Requerimento foi aprovado com os votos favoráveis de todos os partidos presentes no momento da votação - PSD, PS, Chega, IL, Livre, CDS-PP e BE.
O parlamento aprovou esta quarta-feira, por unanimidade, a audição do procurador-geral da República sobre a morosidade da justiça e o "alegado caos" no Departamento Central de Investigação e Ação Penal (DCIAP), a requerimento da IL.
O requerimento, que pede uma audição parlamentar urgente de Amadeu Guerra, foi aprovado com os votos favoráveis de todos os partidos presentes no momento da votação - PSD, PS, Chega, IL, Livre, CDS-PP e BE - na reunião da Comissão de Assuntos Constitucionais, Direitos, Liberdades e Garantias.
À Lusa, o deputado do PSD Paulo Lopes Marcelo detalhou que, na reunião desta manhã, os sociais-democratas propuseram alargar o âmbito da audição de Amadeu Guerra de forma a que se foque também nos chamados megaprocessos que considerou "estarem a atrasar a justiça", tendo a iniciativa obtido a concordância de todos os partidos.
O deputado afirmou também que, a pedido do PSD e com a anuência de todos os deputados presentes, a Comissão de Assuntos Constitucionais vai pedir à Procuradoria-Geral da República que envie ao parlamento o relatório da inspeção ao DCIAP por trás deste pedido de audição a Amadeu Guerra, uma vez que o seu teor foi conhecido apenas via comunicação social até ao momento.
No requerimento, o grupo parlamentar da IL diz estar "ciente da delicadeza do requerimento, à luz do princípio da separação de poderes".
"Porém, entende que a presente audição se justifica pela especial gravidade e relevância institucional dos factos em causa, pelo impacto que a morosidade na fase de inquérito tem no funcionamento da justiça e na confiança dos cidadãos, e pela necessidade de escrutínio parlamentar sobre esses problemas - esforço para o qual apenas solicita o contributo do próprio Ministério Público", justifica o partido.
A IL invoca entre os motivos deste pedido de audição uma notícia divulgada pelo Expresso online sobre o funcionamento do DCIAP, com base no relatório de uma inspeção determinada pelo Conselho Superior do Ministério Público àquele serviço no final de 2024.
"Aparentemente sugere que a morosidade da justiça na fase de inquérito não pode ser lida apenas como consequência direta de um acréscimo de volume ou da complexidade crescente da criminalidade investigada.
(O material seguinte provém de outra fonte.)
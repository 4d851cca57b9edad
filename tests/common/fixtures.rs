//! Static date and CSV corpora used across harnesses.
//!
//! Date corpora are `(input, expected)` pairs so harnesses can both drive the
//! normalizer and check it. CSV fixtures are written to a temp dir on demand.

use std::path::{Path, PathBuf};

/// Canonical input → expected output for every normalization rule.
pub const CORPUS_RULES: &[(&str, Option<&str>)] = &[
    // absent
    ("", None),
    ("   ", None),
    // ISO pass-through
    ("2023-06-15T10:00:00Z", Some("2023-06-15T10:00:00Z")),
    ("2023-06-15T10:00:00.000Z", Some("2023-06-15T10:00:00.000Z")),
    ("2023-06-15T10:00:00+02:00", Some("2023-06-15T10:00:00+02:00")),
    // slash triples
    ("25/12/2023", Some("2023-12-25T00:00:00.000Z")),
    ("12/25/2023", Some("2023-12-25T00:00:00.000Z")),
    ("05/06/2023", Some("2023-06-05T00:00:00.000Z")),
    ("5/6/2023", Some("2023-06-05T00:00:00.000Z")),
    // calendar date
    ("2023-06-15", Some("2023-06-15T00:00:00.000Z")),
    // fallback
    ("2023-06-15 10:30:00", Some("2023-06-15T10:30:00.000Z")),
    ("June 15, 2023", Some("2023-06-15T00:00:00.000Z")),
    ("15 June 2023", Some("2023-06-15T00:00:00.000Z")),
    // garbage
    ("not-a-date", None),
    ("06/2023", None),
];

/// Spellings of 25 December 2023 as they show up in hand-kept spreadsheets.
pub const CORPUS_SAME_DAY: &[&str] = &[
    "25/12/2023",
    "12/25/2023",
    "2023-12-25",
    "December 25, 2023",
    "25 December 2023",
    "25 Dec 2023",
    "25-Dec-2023",
    " 25/12/2023 ",
];

pub const FABRICA_CSV: &str = "\
id,title,date,youtubeUrl,duration,createdAt
f0001,Fabrica 0001,25/12/2023,https://youtu.be/aaa,7200,2023-12-26
f0002,Fabrica 0002,05/06/2024,https://youtu.be/bbb,6900,
f0003,Fabrica 0003,sometime,https://youtu.be/ccc,7000,
f0004,Fabrica 0004,2024-01-15,https://youtu.be/ddd,not-a-number,
";

pub const JINGLE_CSV: &str = r#"id,title,timestamp,isJinglazo,isPrecario,tags,createdAt
j0001,Intro cumbia,125,true,false,cumbia;intro,12/31/2023
,Sin id,300,no,si,,
j0003,Cierre,4000,1,0,cierre,"June 15, 2023"
"#;

/// Write `contents` to `name` inside `dir` and return the path.
pub fn write_fixture(dir: &Path, name: &str, contents: &str) -> PathBuf {
    let path = dir.join(name);
    std::fs::write(&path, contents).expect("fixture must be writable");
    path
}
Pelo contrário, indicia fragilidades ao nível da organização interna, da tramitação processual, dos meios tecnológicos disponíveis, dos fluxos de informação e do controlo efetivo da condução dos processos", aponta a IL.
Segundo o Expresso, este relatório concluiu que a maior unidade de investigação do Ministério Público está sem regulamento interno e é o único departamento a não usar o Citius para tramitar processos, "contribuindo para falhas sistemáticas de gestão".
"O cenário descrito é de descontrolo, com falhas de prazos a acontecerem de forma regular", escreve o jornal, que aponta problemas como "escutas prolongadas, anos para digitalizar provas e falhas graves de comunicação".
No requerimento, a IL refere que, nos últimos anos, Portugal assistiu "a um agravamento muito expressivo da morosidade da justiça na fase de inquérito".
"Segundo dados publicamente acessíveis na plataforma 'Números da Justiça', os inquéritos-crime e os inquéritos tutelares educativos pendentes há mais de 5 anos nos serviços do Ministério Público passaram de 611, em 2015, para 12.039, em 2024 - um aumento de cerca de 1870%", aponta o partido.
Para a IL, estes números revelam "a consolidação de uma bolsa de processos antigos que o sistema continua a não conseguir promover em tempo útil e que tem consequências concretas para o setor da justiça".